Before anyone re-enters the room after treatment, radiation monitors confirm that levels have returned to normal background. Emergency equipment is kept near the treatment room in case a source malfunctions, such as remaining in the unshielded position. For certain high-dose treatments, both a qualified physician and a medical physicist must be physically present during the entire session.

Other Types of Radiation Machines

Proton Therapy Systems

Instead of X-rays, proton therapy machines accelerate hydrogen ions (protons) using powerful magnets that bend them in a circular path while radiofrequency waves push them faster and faster, up to roughly two-thirds the speed of light. Protons behave differently from X-rays in tissue: they deposit most of their energy at a specific depth, then stop. This characteristic lets the beam deliver a concentrated dose inside the tumor with very little radiation passing through to the other side, which is especially useful for tumors near the brain, spinal cord, or eyes. The equipment required is far larger and more expensive than a standard linac, which is why proton centers are less common.

Gamma Knife

The Gamma Knife is a specialized machine used exclusively to treat tumors and other conditions inside the skull. Rather than accelerating particles, it uses 201 small cobalt-60 radioactive sources arranged in a helmet-like housing, all aimed so their individual gamma ray beams converge on a single point. No single beam is strong enough to damage the tissue it passes through, but at the focal point where all 201 beams intersect, the combined dose is intense enough to destroy a tumor. This design makes it possible to treat brain lesions without a surgical incision.

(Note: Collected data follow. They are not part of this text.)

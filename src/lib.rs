#![crate_name = "zdasm"]

#[macro_use]
extern crate lazy_static;

pub mod chunk;
pub mod config;
pub mod error;
pub mod explorer;
pub mod header;
pub mod instruction;
pub mod interval_map;
pub mod opcode_tables;
pub mod text;
pub mod version;

pub use chunk::Chunk;
pub use config::DisasmConfig;
pub use error::{DisasmError, Result, UnsupportedFeature};
pub use explorer::{explore, Diagnostic, Landmarks, StoryMap};
pub use header::Header;
pub use instruction::{DecodeError, Instruction};
pub use interval_map::IntervalMap;
pub use version::ZVersion;
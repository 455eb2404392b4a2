use std::fs;
use std::path::PathBuf;

use anyhow::{Context, Result};
use clap::Parser;
use log::{debug, info};

use zdasm::chunk::Chunk;
use zdasm::config::DisasmConfig;
use zdasm::explorer::{explore, StoryMap};
use zdasm::text::decode_text_for_header;

/// Classify every byte of a Z-machine story file by following its control flow
#[derive(Parser, Debug)]
#[command(name = "zdasm", version)]
struct Args {
    /// Story file to explore
    story: PathBuf,

    /// TOML file with exploration settings
    #[arg(short, long)]
    config: Option<PathBuf>,

    /// Treat the story as this version (3-8) regardless of its header
    #[arg(short = 'z', long)]
    zversion: Option<u8>,

    /// Print the decoded header first
    #[arg(long)]
    header: bool,

    /// List the instructions inside each routine
    #[arg(short, long)]
    verbose: bool,
}

fn describe(chunk: &Chunk, map: &StoryMap) -> String {
    match chunk {
        Chunk::Header(h) => format!("version {} release {} serial {}", h.version, h.release, h.serial_string()),
        Chunk::Data(d) if d.is_zero() => "zeros".to_string(),
        Chunk::Data(d) => format!("{} bytes", d.bytes.len()),
        Chunk::Instruction(inst) => match &inst.text {
            Some(words) => match decode_text_for_header(words, &map.header) {
                Ok(text) => format!("{} {:?}", inst, text),
                Err(e) => format!("{} <{}>", inst, e),
            },
            None => inst.to_string(),
        },
        Chunk::Compound(c) => format!("{} chunks", c.children().len()),
        Chunk::Routine(r) => format!(
            "{} locals, {} instructions",
            r.locals.len(),
            r.instructions().count()
        ),
        Chunk::Globals(g) => format!("{} globals", g.values.len()),
    }
}

fn print_map(map: &StoryMap, verbose: bool) {
    let mut previous: Option<&Chunk> = None;
    for interval in &map.chunks {
        let chunk = &interval.value;
        if previous.map_or(false, |p| chunk.wants_new_paragraph(p)) {
            println!();
        }
        for label in map.landmarks.labels_at(interval.start) {
            println!("{}::", label);
        }

        chunk.visit(&mut |c: &Chunk, depth: usize| {
            if depth > 0 && !verbose {
                return;
            }
            println!(
                "{:indent$}{:05x} {:6} {:<11} {}",
                "",
                c.start(),
                c.len(),
                c.kind(),
                describe(c, map),
                indent = depth * 2
            );
        });
        previous = Some(chunk);
    }
}

fn main() -> Result<()> {
    env_logger::init();
    let args = Args::parse();

    let mut config = match &args.config {
        Some(path) => DisasmConfig::load(path)
            .with_context(|| format!("reading config {}", path.display()))?,
        None => DisasmConfig::default(),
    };
    if args.zversion.is_some() {
        config.version = args.zversion;
    }
    debug!("Using {:?}", config);

    let memory = fs::read(&args.story)
        .with_context(|| format!("reading story file {}", args.story.display()))?;
    info!("Loaded {} bytes from {}", memory.len(), args.story.display());

    let map = explore(&memory, &config)
        .with_context(|| format!("exploring {}", args.story.display()))?;

    if args.header {
        println!("{}", map.header);
    }
    print_map(&map, args.verbose);

    if !map.diagnostics.is_empty() {
        eprintln!();
        eprintln!("{} problems found:", map.diagnostics.len());
        for d in &map.diagnostics {
            eprintln!("  {:05x}: {}", d.address(), d);
        }
    }
    Ok(())
}
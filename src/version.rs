use std::collections::HashMap;

use log::debug;

use crate::error::{DisasmError, Result};
use crate::opcode_tables::{OpcodeSpec, OPCODE_SPECS};

/// Target version of the story file, with the opcode lookup for that version.
///
/// V7 shares V6's instruction set and V8 shares V5's, so the lookup is built
/// for the "effective" version.
#[derive(Debug, Clone)]
pub struct ZVersion {
    version: u8,
    opcodes: HashMap<u16, &'static OpcodeSpec>,
}

impl ZVersion {
    pub fn new(version: u8) -> Result<Self> {
        let mut zv = ZVersion {
            version: 3,
            opcodes: HashMap::new(),
        };
        zv.set(version)?;
        Ok(zv)
    }

    /// Change the target version and rebuild the opcode lookup.
    pub fn set(&mut self, version: u8) -> Result<()> {
        if !(3..=8).contains(&version) {
            return Err(DisasmError::UnsupportedVersion(version));
        }
        self.version = version;
        self.load_opcodes();
        Ok(())
    }

    pub fn get(&self) -> u8 {
        self.version
    }

    /// Version whose instruction set applies
    pub fn effective(&self) -> u8 {
        match self.version {
            7 => 6,
            8 => 5,
            v => v,
        }
    }

    fn load_opcodes(&mut self) {
        let effective = self.effective();
        self.opcodes = OPCODE_SPECS
            .iter()
            .filter(|spec| spec.valid_for(effective))
            .map(|spec| (spec.number, spec))
            .collect();
        debug!(
            "Loaded {} opcodes for version {} (effective {})",
            self.opcodes.len(),
            self.version,
            effective
        );
    }

    pub fn opcode(&self, number: u16) -> Option<&'static OpcodeSpec> {
        self.opcodes.get(&number).copied()
    }

    /// Multiplier for packed routine and string addresses
    pub fn packing_factor(&self) -> usize {
        match self.version {
            1..=3 => 2,
            4..=7 => 4,
            _ => 8,
        }
    }

    /// Multiplier for the header's file length word
    pub fn size_factor(&self) -> usize {
        match self.version {
            1..=3 => 2,
            4 | 5 => 4,
            _ => 8,
        }
    }

    /// Convert a packed address to a byte address. `header_offset` is the
    /// routine or string offset from the header, which only V6-7 use.
    pub fn unpack_address(&self, packed: u16, header_offset: u16) -> usize {
        match self.version {
            6 | 7 => 4 * packed as usize + 8 * header_offset as usize,
            _ => packed as usize * self.packing_factor(),
        }
    }

    pub fn pack_address(&self, address: usize, header_offset: u16) -> Result<u16> {
        let out_of_range = || DisasmError::AddressOutOfRange {
            address,
            version: self.version,
        };
        let packed = match self.version {
            6 | 7 => address
                .checked_sub(8 * header_offset as usize)
                .ok_or_else(out_of_range)?
                / 4,
            _ => address / self.packing_factor(),
        };
        u16::try_from(packed).map_err(|_| out_of_range())
    }
}
use crate::header::{Header, HEADER_SIZE};
use crate::instruction::Instruction;

/// Opaque bytes
#[derive(Debug, Clone, PartialEq, Eq)]
pub struct DataChunk {
    pub start: usize,
    pub bytes: Vec<u8>,
}

impl DataChunk {
    /// Copy `length` bytes starting at `start`, clipped to the image.
    pub fn from_memory(memory: &[u8], start: usize, length: usize) -> DataChunk {
        let end = (start + length).min(memory.len());
        DataChunk {
            start,
            bytes: memory.get(start..end).unwrap_or_default().to_vec(),
        }
    }

    pub fn is_zero(&self) -> bool {
        self.bytes.iter().all(|&b| b == 0)
    }
}

/// An ordered run of adjacent chunks, optionally led by `preamble` bytes
/// that belong to the compound itself (a routine's locals table).
///
/// `length` is always `preamble` plus the lengths of the children.
#[derive(Debug, Clone)]
pub struct CompoundChunk {
    pub start: usize,
    preamble: usize,
    length: usize,
    children: Vec<Chunk>,
}

impl CompoundChunk {
    pub fn new(start: usize) -> CompoundChunk {
        Self::with_preamble(start, 0)
    }

    pub fn with_preamble(start: usize, preamble: usize) -> CompoundChunk {
        CompoundChunk {
            start,
            preamble,
            length: preamble,
            children: Vec::new(),
        }
    }

    /// Append a chunk that starts where this one ends.
    pub fn push(&mut self, child: Chunk) {
        debug_assert_eq!(child.start(), self.start + self.length);
        self.length += child.len();
        self.children.push(child);
    }

    pub fn len(&self) -> usize {
        self.length
    }

    pub fn is_empty(&self) -> bool {
        self.length == 0
    }

    pub fn preamble(&self) -> usize {
        self.preamble
    }

    pub fn children(&self) -> &[Chunk] {
        &self.children
    }
}

/// A routine: locals table followed by the instructions fused onto it
#[derive(Debug, Clone)]
pub struct RoutineChunk {
    pub body: CompoundChunk,
    /// Initial values of the locals (all zero from V5 on, where the
    /// header stores only the count)
    pub locals: Vec<u16>,
}

impl RoutineChunk {
    pub fn new(start: usize, header_length: usize, locals: Vec<u16>) -> RoutineChunk {
        RoutineChunk {
            body: CompoundChunk::with_preamble(start, header_length),
            locals,
        }
    }

    /// First byte past the locals table
    pub fn code_start(&self) -> usize {
        self.body.start + self.body.preamble()
    }

    pub fn instructions(&self) -> impl Iterator<Item = &Instruction> {
        self.body.children().iter().filter_map(|c| match c {
            Chunk::Instruction(inst) => Some(inst),
            _ => None,
        })
    }
}

#[derive(Debug, Clone, PartialEq, Eq)]
pub struct GlobalsChunk {
    pub start: usize,
    /// Initial values, starting with global 16
    pub values: Vec<u16>,
}

impl GlobalsChunk {
    /// Read `count` words at `start`, stopping early at the end of the image.
    pub fn from_memory(memory: &[u8], start: usize, count: usize) -> GlobalsChunk {
        let values = memory
            .get(start..)
            .unwrap_or_default()
            .chunks_exact(2)
            .take(count)
            .map(|w| u16::from_be_bytes([w[0], w[1]]))
            .collect();
        GlobalsChunk { start, values }
    }
}

#[derive(Debug, Clone)]
pub enum Chunk {
    Header(Header),
    Data(DataChunk),
    Instruction(Instruction),
    Compound(CompoundChunk),
    Routine(RoutineChunk),
    Globals(GlobalsChunk),
}

impl Chunk {
    pub fn start(&self) -> usize {
        match self {
            Chunk::Header(_) => 0,
            Chunk::Data(d) => d.start,
            Chunk::Instruction(i) => i.address,
            Chunk::Compound(c) => c.start,
            Chunk::Routine(r) => r.body.start,
            Chunk::Globals(g) => g.start,
        }
    }

    pub fn len(&self) -> usize {
        match self {
            Chunk::Header(_) => HEADER_SIZE,
            Chunk::Data(d) => d.bytes.len(),
            Chunk::Instruction(i) => i.length,
            Chunk::Compound(c) => c.len(),
            Chunk::Routine(r) => r.body.len(),
            Chunk::Globals(g) => 2 * g.values.len(),
        }
    }

    pub fn is_empty(&self) -> bool {
        self.len() == 0
    }

    pub fn end(&self) -> usize {
        self.start() + self.len()
    }

    pub fn kind(&self) -> &'static str {
        match self {
            Chunk::Header(_) => "header",
            Chunk::Data(_) => "data",
            Chunk::Instruction(_) => "instruction",
            Chunk::Compound(_) => "compound",
            Chunk::Routine(_) => "routine",
            Chunk::Globals(_) => "globals",
        }
    }

    /// Required start alignment, in bytes
    pub fn alignment(&self, packing_factor: usize) -> usize {
        match self {
            Chunk::Routine(_) => packing_factor,
            _ => 1,
        }
    }

    /// Whether a renderer should leave a blank line between `previous` and
    /// this chunk. Consecutive instructions run together.
    pub fn wants_new_paragraph(&self, previous: &Chunk) -> bool {
        !matches!(
            (self, previous),
            (Chunk::Instruction(_), Chunk::Instruction(_))
        )
    }

    pub fn children(&self) -> &[Chunk] {
        match self {
            Chunk::Compound(c) => c.children(),
            Chunk::Routine(r) => r.body.children(),
            _ => &[],
        }
    }

    /// Depth-first walk; `depth` is 0 for this chunk and grows by one per
    /// level of nesting, so a renderer can tell nested chunks from
    /// top-level ones.
    pub fn visit<F: FnMut(&Chunk, usize)>(&self, f: &mut F) {
        self.visit_at(0, f);
    }

    fn visit_at<F: FnMut(&Chunk, usize)>(&self, depth: usize, f: &mut F) {
        f(self, depth);
        for child in self.children() {
            child.visit_at(depth + 1, f);
        }
    }
}

#[cfg(test)]
mod tests {
    use super::*;
    use crate::version::ZVersion;
    use test_log::test;

    fn rtrue_at(address: usize) -> Chunk {
        let mut memory = vec![0u8; address + 1];
        memory[address] = 0xB0;
        let zv = ZVersion::new(3).unwrap();
        Chunk::Instruction(Instruction::decode(&memory, address, &zv).unwrap())
    }

    #[test]
    fn routine_length_tracks_children() {
        let mut routine = RoutineChunk::new(0x100, 5, vec![1, 2]);
        assert_eq!(routine.code_start(), 0x105);
        routine.body.push(rtrue_at(0x105));
        routine.body.push(rtrue_at(0x106));
        let chunk = Chunk::Routine(routine);
        assert_eq!(chunk.len(), 7);
        assert_eq!(chunk.end(), 0x107);
        assert_eq!(chunk.children().len(), 2);
        assert_eq!(
            chunk.len(),
            5 + chunk.children().iter().map(|c| c.len()).sum::<usize>()
        );
    }

    #[test]
    fn compound_without_preamble() {
        let mut compound = CompoundChunk::new(0x20);
        assert!(compound.is_empty());
        compound.push(rtrue_at(0x20));
        assert_eq!(Chunk::Compound(compound).len(), 1);
    }

    #[test]
    fn alignment_by_kind() {
        let routine = Chunk::Routine(RoutineChunk::new(0x100, 1, vec![]));
        assert_eq!(routine.alignment(4), 4);
        assert_eq!(rtrue_at(3).alignment(4), 1);
        let data = Chunk::Data(DataChunk::from_memory(&[1, 2, 3], 0, 3));
        assert_eq!(data.alignment(8), 1);
    }

    #[test]
    fn paragraphs_split_everything_but_instruction_runs() {
        let a = rtrue_at(1);
        let b = rtrue_at(2);
        let data = Chunk::Data(DataChunk::from_memory(&[0; 8], 4, 2));
        assert!(!b.wants_new_paragraph(&a));
        assert!(data.wants_new_paragraph(&b));
        assert!(a.wants_new_paragraph(&data));
    }

    #[test]
    fn data_and_globals_clip_to_image() {
        let memory = [0x00, 0x00, 0x12, 0x34, 0x56];
        let data = DataChunk::from_memory(&memory, 3, 10);
        assert_eq!(data.bytes, vec![0x34, 0x56]);
        assert!(!data.is_zero());
        assert!(DataChunk::from_memory(&memory, 0, 2).is_zero());

        let globals = GlobalsChunk::from_memory(&memory, 1, 4);
        assert_eq!(globals.values, vec![0x0012, 0x3456]);
        assert!(GlobalsChunk::from_memory(&memory, 9, 4).values.is_empty());
    }

    #[test]
    fn visit_reports_depth() {
        let mut routine = RoutineChunk::new(0x10, 1, vec![]);
        routine.body.push(rtrue_at(0x11));
        let mut seen = Vec::new();
        Chunk::Routine(routine).visit(&mut |c, depth| seen.push((c.kind(), depth)));
        assert_eq!(seen, vec![("routine", 0), ("instruction", 1)]);
    }
}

What a Treatment Session Feels Like

A typical session in the treatment room lasts about 15 to 30 minutes, but the machine is actually delivering radiation for only one to five minutes of that time. Most of the appointment is spent on positioning: lining you up with millimeter precision using the same reference marks placed during your initial planning scan. You lie still on the table, and the gantry rotates around you. The machine makes clicking and humming sounds as the leaves adjust, but you won’t feel the radiation itself. There is no heat, no pressure, and no sensation during the beam.

Treatment courses typically run five days a week for several weeks, though newer techniques like stereotactic radiosurgery can deliver the full dose in just one to five sessions by using extremely precise, high-dose beams. The total number of sessions depends on the tumor type, its location, and how much dose each fraction delivers.